LinuxLists.cc - [PATCH 01/13] mm: Update ptep_get

2022-10-22 11:54:00

Subject: [PATCH 01/13] mm: Update ptep_get_lockless()s comment

Improve the comment.

Suggested-by: Matthew Wilcox <[email protected]>
Signed-off-by: Peter Zijlstra (Intel) <[email protected]>
---
include/linux/pgtable.h | 17 ++++++++---------
1 file changed, 8 insertions(+), 9 deletions(-)

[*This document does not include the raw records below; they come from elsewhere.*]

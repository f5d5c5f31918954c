//! HTTP API layer with Axum routes.
//!
//! This crate provides:
//! - REST routes for recording, listing, and analyzing expenses
//! - Translation of core errors into JSON error responses
//! - Response types with numeric amounts

pub mod error;
pub mod routes;

use axum::Router;
use spendlog_core::ExpenseService;
use std::sync::Arc;
use tokio::sync::Mutex;
use tower_http::cors::{Any, CorsLayer};
use tower_http::trace::TraceLayer;

/// Application state shared across handlers.
#[derive(Clone)]
pub struct AppState {
    /// The ledger, shared with the summary scheduler.
    pub ledger: Arc<Mutex<ExpenseService>>,
}

impl AppState {
    /// Wraps `service` for sharing across handlers.
    pub fn new(service: ExpenseService) -> Self {
        Self {
            ledger: Arc::new(Mutex::new(service)),
        }
    }
}

/// Creates the main application router.
pub fn create_router(state: AppState) -> Router {
    Router::new()
        .nest("/api/v1", routes::api_routes())
        .layer(TraceLayer::new_for_http())
        .layer(
            CorsLayer::new()
                .allow_origin(Any)
                .allow_methods(Any)
                .allow_headers(Any),
        )
        .with_state(state)
}
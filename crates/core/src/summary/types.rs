//! Summary data types.

use chrono::{DateTime, Utc};
use rust_decimal::Decimal;
use serde::{Deserialize, Serialize};
use thiserror::Error;

/// Reporting period of a scheduled summary.
#[derive(Debug, Clone, Copy, PartialEq, Eq, Hash, Serialize, Deserialize)]
#[serde(rename_all = "lowercase")]
pub enum Period {
    /// Calendar week starting Sunday 00:00.
    Week,
    /// Calendar month starting on the 1st at 00:00.
    Month,
}

impl Period {
    /// Every period the scheduler runs.
    pub const ALL: [Self; 2] = [Self::Week, Self::Month];

    /// Wire name of the period.
    #[must_use]
    pub const fn as_str(self) -> &'static str {
        match self {
            Self::Week => "week",
            Self::Month => "month",
        }
    }
}

impl std::fmt::Display for Period {
    fn fmt(&self, f: &mut std::fmt::Formatter<'_>) -> std::fmt::Result {
        f.write_str(self.as_str())
    }
}

/// Error returned when parsing an unknown period name.
#[derive(Debug, Error, PartialEq, Eq)]
#[error("Unknown summary period: {0}")]
pub struct ParsePeriodError(pub String);

impl std::str::FromStr for Period {
    type Err = ParsePeriodError;

    fn from_str(s: &str) -> Result<Self, Self::Err> {
        match s {
            "week" => Ok(Self::Week),
            "month" => Ok(Self::Month),
            other => Err(ParsePeriodError(other.to_string())),
        }
    }
}

/// Total and count of expenses since the start of a period.
#[derive(Debug, Clone, PartialEq, Eq, Serialize, Deserialize)]
pub struct PeriodSummary {
    /// Period the summary covers.
    pub period: Period,
    /// First instant included in the summary.
    pub period_start: DateTime<Utc>,
    /// Sum of amounts dated on or after `period_start`.
    pub total: Decimal,
    /// Number of expenses included.
    pub count: usize,
}
//! Reference calendar for date parsing and period boundaries.
//!
//! Every calendar question the ledger asks (what day a timestamp falls on,
//! which month bucket it belongs to, when the current week started) is
//! answered in a single configured timezone. Expense dates themselves are
//! stored as UTC instants.

use chrono::{
    DateTime, Datelike, Days, Months, NaiveDate, NaiveDateTime, NaiveTime, TimeDelta, TimeZone,
    Utc,
};
use chrono_tz::Tz;

use crate::summary::Period;

/// Naive date-time layouts, tried in order.
const DATE_TIME_FORMATS: [&str; 4] = [
    "%Y-%m-%dT%H:%M:%S%.f",
    "%Y-%m-%dT%H:%M",
    "%Y-%m-%d %H:%M:%S%.f",
    "%Y-%m-%d %H:%M",
];

/// Date-only layouts, interpreted as midnight. Numeric fields may be
/// unpadded (`2024-1-5`).
const DATE_FORMATS: [&str; 5] = ["%Y-%m-%d", "%Y/%m/%d", "%B %d, %Y", "%B %d %Y", "%d %B %Y"];

/// Year-month layouts as (separator, full-date layout), completed with day 1.
const YEAR_MONTH_FORMATS: [(&str, &str); 2] = [("-", "%Y-%m-%d"), ("/", "%Y/%m/%d")];

/// Calendar anchored to one IANA timezone.
#[derive(Debug, Clone, Copy, PartialEq, Eq)]
pub struct ReferenceCalendar {
    tz: Tz,
}

impl ReferenceCalendar {
    /// Creates a calendar for `tz`.
    #[must_use]
    pub const fn new(tz: Tz) -> Self {
        Self { tz }
    }

    /// Calendar anchored to UTC.
    #[must_use]
    pub const fn utc() -> Self {
        Self::new(Tz::UTC)
    }

    /// The reference timezone.
    #[must_use]
    pub const fn timezone(&self) -> Tz {
        self.tz
    }

    /// Parses a date string into a UTC instant.
    ///
    /// Accepted forms, tried in order:
    /// - RFC 3339 (`2024-01-10T08:30:00Z`) and RFC 2822
    /// - naive date-times: `2024-01-10T08:30[:00[.250]]`, `2024-01-10 08:30[:00]`
    /// - dates: `2024-01-10`, `2024-1-5`, `2024/01/10`, `January 10, 2024`,
    ///   `Jan 10 2024`, `10 January 2024`
    /// - year-month: `2024-01`, `2024/1` (the 1st of that month)
    ///
    /// Values without an offset are read in the reference timezone. Returns
    /// `None` for blank, malformed, or impossible dates.
    #[must_use]
    pub fn parse(&self, text: &str) -> Option<DateTime<Utc>> {
        let text = text.trim();
        if text.is_empty() {
            return None;
        }

        if let Ok(dt) = DateTime::parse_from_rfc3339(text) {
            return Some(dt.with_timezone(&Utc));
        }
        if let Ok(dt) = DateTime::parse_from_rfc2822(text) {
            return Some(dt.with_timezone(&Utc));
        }

        for format in DATE_TIME_FORMATS {
            if let Ok(naive) = NaiveDateTime::parse_from_str(text, format) {
                return self.localize(naive);
            }
        }

        for format in DATE_FORMATS {
            if let Ok(date) = NaiveDate::parse_from_str(text, format) {
                return self.localize(date.and_time(NaiveTime::MIN));
            }
        }

        for (separator, format) in YEAR_MONTH_FORMATS {
            let first_of_month = format!("{text}{separator}1");
            if let Ok(date) = NaiveDate::parse_from_str(&first_of_month, format) {
                return self.localize(date.and_time(NaiveTime::MIN));
            }
        }

        None
    }

    /// Monthly bucket key `"{month}-{year}"`, month 1-12 without padding.
    #[must_use]
    pub fn month_year_key(&self, instant: DateTime<Utc>) -> String {
        let local = instant.with_timezone(&self.tz);
        format!("{}-{}", local.month(), local.year())
    }

    /// Start of the period containing `now`.
    ///
    /// Week: the most recent Sunday (today if `now` is a Sunday) at 00:00.
    /// Month: the 1st of the current month at 00:00.
    #[must_use]
    pub fn period_start(&self, period: Period, now: DateTime<Utc>) -> DateTime<Utc> {
        self.start_of_day(self.period_start_date(period, now))
    }

    /// First trigger instant strictly after `now`: next Sunday 00:00 for
    /// weeks, next 1st 00:00 for months.
    ///
    /// Returns `None` only when the date would overflow the calendar.
    #[must_use]
    pub fn next_trigger(&self, period: Period, now: DateTime<Utc>) -> Option<DateTime<Utc>> {
        let current = self.period_start_date(period, now);
        let next = match period {
            Period::Week => current.checked_add_days(Days::new(7)),
            Period::Month => current.checked_add_months(Months::new(1)),
        }?;
        Some(self.start_of_day(next))
    }

    fn period_start_date(&self, period: Period, now: DateTime<Utc>) -> NaiveDate {
        let today = now.with_timezone(&self.tz).date_naive();
        match period {
            Period::Week => {
                let offset = u64::from(today.weekday().num_days_from_sunday());
                today.checked_sub_days(Days::new(offset)).unwrap_or(today)
            }
            Period::Month => today.with_day(1).unwrap_or(today),
        }
    }

    fn start_of_day(&self, date: NaiveDate) -> DateTime<Utc> {
        let midnight = date.and_time(NaiveTime::MIN);
        self.localize(midnight)
            .unwrap_or_else(|| Utc.from_utc_datetime(&midnight))
    }

    /// Maps a local wall-clock time to UTC. Ambiguous times take the earlier
    /// instant; times inside a DST gap move forward by one hour.
    fn localize(&self, naive: NaiveDateTime) -> Option<DateTime<Utc>> {
        self.tz
            .from_local_datetime(&naive)
            .earliest()
            .or_else(|| {
                let shifted = naive.checked_add_signed(TimeDelta::hours(1))?;
                self.tz.from_local_datetime(&shifted).earliest()
            })
            .map(|dt| dt.with_timezone(&Utc))
    }
}

impl Default for ReferenceCalendar {
    fn default() -> Self {
        Self::utc()
    }
}
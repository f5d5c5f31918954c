//! Tests for the analytics module.

use chrono::{TimeZone, Utc};
use proptest::prelude::*;
use rust_decimal::Decimal;
use rust_decimal_macros::dec;
use spendlog_shared::types::ExpenseId;

use super::service::AnalyticsService;
use super::types::{CategorySpend, OrderedTotals};
use crate::calendar::ReferenceCalendar;
use crate::expense::Expense;

fn expense(category: &str, amount: Decimal, y: i32, m: u32, d: u32) -> Expense {
    Expense {
        id: ExpenseId::new(),
        category: category.to_string(),
        amount,
        date: Utc.with_ymd_and_hms(y, m, d, 12, 0, 0).unwrap(),
    }
}

fn collect(totals: &OrderedTotals) -> Vec<(String, Decimal)> {
    totals.iter().map(|(k, v)| (k.to_string(), v)).collect()
}

#[test]
fn test_reference_example() {
    let expenses = vec![
        expense("Food", dec!(50), 2024, 1, 10),
        expense("Food", dec!(30), 2024, 1, 20),
        expense("Travel", dec!(100), 2024, 2, 5),
    ];

    let analytics = AnalyticsService::analyze(&expenses, &ReferenceCalendar::utc());

    assert_eq!(
        collect(&analytics.category_totals),
        vec![("Food".to_string(), dec!(80)), ("Travel".to_string(), dec!(100))]
    );
    assert_eq!(
        analytics.highest_spending_category,
        CategorySpend {
            category: "Travel".to_string(),
            amount: dec!(100),
        }
    );
    assert_eq!(
        collect(&analytics.monthly_totals),
        vec![("1-2024".to_string(), dec!(80)), ("2-2024".to_string(), dec!(100))]
    );
}

#[test]
fn test_empty_input() {
    let analytics = AnalyticsService::analyze(&[], &ReferenceCalendar::utc());
    assert!(analytics.category_totals.is_empty());
    assert!(analytics.monthly_totals.is_empty());
    assert_eq!(analytics.highest_spending_category, CategorySpend::none());
    assert_eq!(analytics.highest_spending_category.category, "");
    assert_eq!(analytics.highest_spending_category.amount, Decimal::ZERO);
}

#[test]
fn test_tie_keeps_first_encountered() {
    let expenses = vec![
        expense("Health", dec!(20), 2024, 3, 1),
        expense("Food", dec!(50), 2024, 3, 2),
        expense("Health", dec!(30), 2024, 3, 3),
    ];
    let highest = AnalyticsService::highest_spending(&AnalyticsService::category_totals(&expenses));
    assert_eq!(highest.category, "Health");
    assert_eq!(highest.amount, dec!(50));

    let reversed = vec![
        expense("Food", dec!(50), 2024, 3, 2),
        expense("Health", dec!(50), 2024, 3, 3),
    ];
    let highest = AnalyticsService::highest_spending(&AnalyticsService::category_totals(&reversed));
    assert_eq!(highest.category, "Food");
}

#[test]
fn test_category_order_is_encounter_order() {
    let expenses = vec![
        expense("Utilities", dec!(1), 2024, 1, 1),
        expense("Education", dec!(2), 2024, 1, 2),
        expense("Food", dec!(3), 2024, 1, 3),
        expense("Education", dec!(4), 2024, 1, 4),
    ];
    let totals = AnalyticsService::category_totals(&expenses);
    let keys: Vec<&str> = totals.keys().collect();
    assert_eq!(keys, ["Utilities", "Education", "Food"]);
    assert_eq!(totals.get("Education"), Some(dec!(6)));
    assert_eq!(totals.get("Travel"), None);
}

#[test]
fn test_monthly_keys_follow_encounter_not_chronology() {
    let expenses = vec![
        expense("Food", dec!(5), 2024, 11, 3),
        expense("Food", dec!(7), 2023, 2, 9),
        expense("Food", dec!(1), 2024, 11, 20),
    ];
    let totals = AnalyticsService::monthly_totals(&expenses, &ReferenceCalendar::utc());
    assert_eq!(
        collect(&totals),
        vec![("11-2024".to_string(), dec!(6)), ("2-2023".to_string(), dec!(7))]
    );
}

#[test]
fn test_monthly_keys_use_reference_timezone() {
    // 2024-01-31 20:00 UTC is already February in Tokyo.
    let late = Expense {
        id: ExpenseId::new(),
        category: "Food".to_string(),
        amount: dec!(10),
        date: Utc.with_ymd_and_hms(2024, 1, 31, 20, 0, 0).unwrap(),
    };
    let totals = AnalyticsService::monthly_totals(
        &[late],
        &ReferenceCalendar::new(chrono_tz::Asia::Tokyo),
    );
    assert_eq!(totals.keys().collect::<Vec<_>>(), ["2-2024"]);
}

#[test]
fn test_analytics_serializes_in_encounter_order() {
    let expenses = vec![
        expense("Travel", dec!(100), 2024, 2, 5),
        expense("Food", dec!(50), 2024, 1, 10),
    ];
    let analytics = AnalyticsService::analyze(&expenses, &ReferenceCalendar::utc());
    let json = serde_json::to_string(&analytics).unwrap();
    assert_eq!(
        json,
        r#"{"categoryTotals":{"Travel":"100","Food":"50"},"highestSpendingCategory":{"category":"Travel","amount":"100"},"monthlyTotals":{"2-2024":"100","1-2024":"50"}}"#
    );
}

#[test]
fn test_totals_saturate_instead_of_overflowing() {
    let huge = dec!(50000000000000000000000000000);
    let expenses = vec![
        expense("Food", huge, 2024, 1, 10),
        expense("Food", huge, 2024, 1, 11),
        expense("Travel", huge, 2024, 2, 1),
    ];

    let analytics = AnalyticsService::analyze(&expenses, &ReferenceCalendar::utc());

    assert_eq!(analytics.category_totals.get("Food"), Some(Decimal::MAX));
    assert_eq!(analytics.monthly_totals.get("1-2024"), Some(Decimal::MAX));
    assert_eq!(analytics.highest_spending_category.category, "Food");
    assert_eq!(analytics.category_totals.grand_total(), Decimal::MAX);
}

/// Strategy to generate positive amounts (0.01 to 10,000.00).
fn positive_amount() -> impl Strategy<Value = Decimal> {
    (1i64..1_000_000i64).prop_map(|cents| Decimal::new(cents, 2))
}

/// Strategy to generate categories.
fn category() -> impl Strategy<Value = &'static str> {
    prop_oneof![
        Just("Food"),
        Just("Travel"),
        Just("Entertainment"),
        Just("Utilities"),
    ]
}

fn expenses_strategy() -> impl Strategy<Value = Vec<Expense>> {
    prop::collection::vec((category(), positive_amount(), 1u32..=12), 0..50).prop_map(|rows| {
        rows.into_iter()
            .map(|(c, amount, month)| expense(c, amount, 2024, month, 1))
            .collect()
    })
}

proptest! {
    /// Category totals and monthly totals both partition the grand total.
    #[test]
    fn test_totals_sum_to_grand_total(expenses in expenses_strategy()) {
        let grand: Decimal = expenses.iter().map(|e| e.amount).sum();
        let analytics = AnalyticsService::analyze(&expenses, &ReferenceCalendar::utc());

        prop_assert_eq!(analytics.category_totals.grand_total(), grand);
        prop_assert_eq!(analytics.monthly_totals.grand_total(), grand);
    }

    /// The highest category is at least every total and strictly above
    /// every earlier-encountered total.
    #[test]
    fn test_highest_dominates(expenses in expenses_strategy()) {
        let totals = AnalyticsService::category_totals(&expenses);
        let highest = AnalyticsService::highest_spending(&totals);

        if totals.is_empty() {
            prop_assert_eq!(highest, CategorySpend::none());
        } else {
            let mut seen_leader = false;
            for (category, total) in totals.iter() {
                prop_assert!(highest.amount >= total);
                if category == highest.category {
                    seen_leader = true;
                } else if !seen_leader {
                    prop_assert!(highest.amount > total);
                }
            }
            prop_assert!(seen_leader);
        }
    }

    /// Keys appear in the order their first record appears.
    #[test]
    fn test_category_keys_in_first_seen_order(expenses in expenses_strategy()) {
        let mut expected: Vec<&str> = Vec::new();
        for e in &expenses {
            if !expected.contains(&e.category.as_str()) {
                expected.push(e.category.as_str());
            }
        }
        let totals = AnalyticsService::category_totals(&expenses);
        let actual: Vec<&str> = totals.keys().collect();
        prop_assert_eq!(actual, expected);
    }
}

--- a/include/linux/pgtable.h
+++ b/include/linux/pgtable.h
@@ -260,15 +260,12 @@ static inline pte_t ptep_get(pte_t *ptep

#ifdef CONFIG_GUP_GET_PTE_LOW_HIGH
/*
- * WARNING: only to be used in the get_user_pages_fast() implementation.
- *
- * With get_user_pages_fast(), we walk down the pagetables without taking any
- * locks. For this we would like to load the pointers atomically, but sometimes
- * that is not possible (e.g. without expensive cmpxchg8b on x86_32 PAE). What
- * we do have is the guarantee that a PTE will only either go from not present
- * to present, or present to not present or both -- it will not switch to a
- * completely different present page without a TLB flush in between; something
- * that we are blocking by holding interrupts off.
+ * For walking the pagetables without holding any locks. Some architectures
+ * (eg x86-32 PAE) cannot load the entries atomically without using expensive
+ * instructions. We are guaranteed that a PTE will only either go from not
+ * present to present, or present to not present -- it will not switch to a
+ * completely different present page without a TLB flush inbetween; which we
+ * are blocking by holding interrupts off.
*
* Setting ptes from not present to present goes:
*

2022-10-24 05:49:58

by John Hubbard

[permalink] [raw]

Subject: Re: [PATCH 01/13] mm: Update ptep_get_lockless()s comment

On 10/22/22 04:14, Peter Zijlstra wrote:
> --- a/include/linux/pgtable.h
> +++ b/include/linux/pgtable.h
> @@ -260,15 +260,12 @@ static inline pte_t ptep_get(pte_t *ptep
>
> #ifdef CONFIG_GUP_GET_PTE_LOW_HIGH
> /*
> - * WARNING: only to be used in the get_user_pages_fast() implementation.
> - *
> - * With get_user_pages_fast(), we walk down the pagetables without taking any
> - * locks. For this we would like to load the pointers atomically, but sometimes
> - * that is not possible (e.g. without expensive cmpxchg8b on x86_32 PAE). What
> - * we do have is the guarantee that a PTE will only either go from not present
> - * to present, or present to not present or both -- it will not switch to a
> - * completely different present page without a TLB flush in between; something
> - * that we are blocking by holding interrupts off.
> + * For walking the pagetables without holding any locks. Some architectures
> + * (eg x86-32 PAE) cannot load the entries atomically without using expensive
> + * instructions. We are guaranteed that a PTE will only either go from not
> + * present to present, or present to not present -- it will not switch to a
> + * completely different present page without a TLB flush inbetween; which we
> + * are blocking by holding interrupts off.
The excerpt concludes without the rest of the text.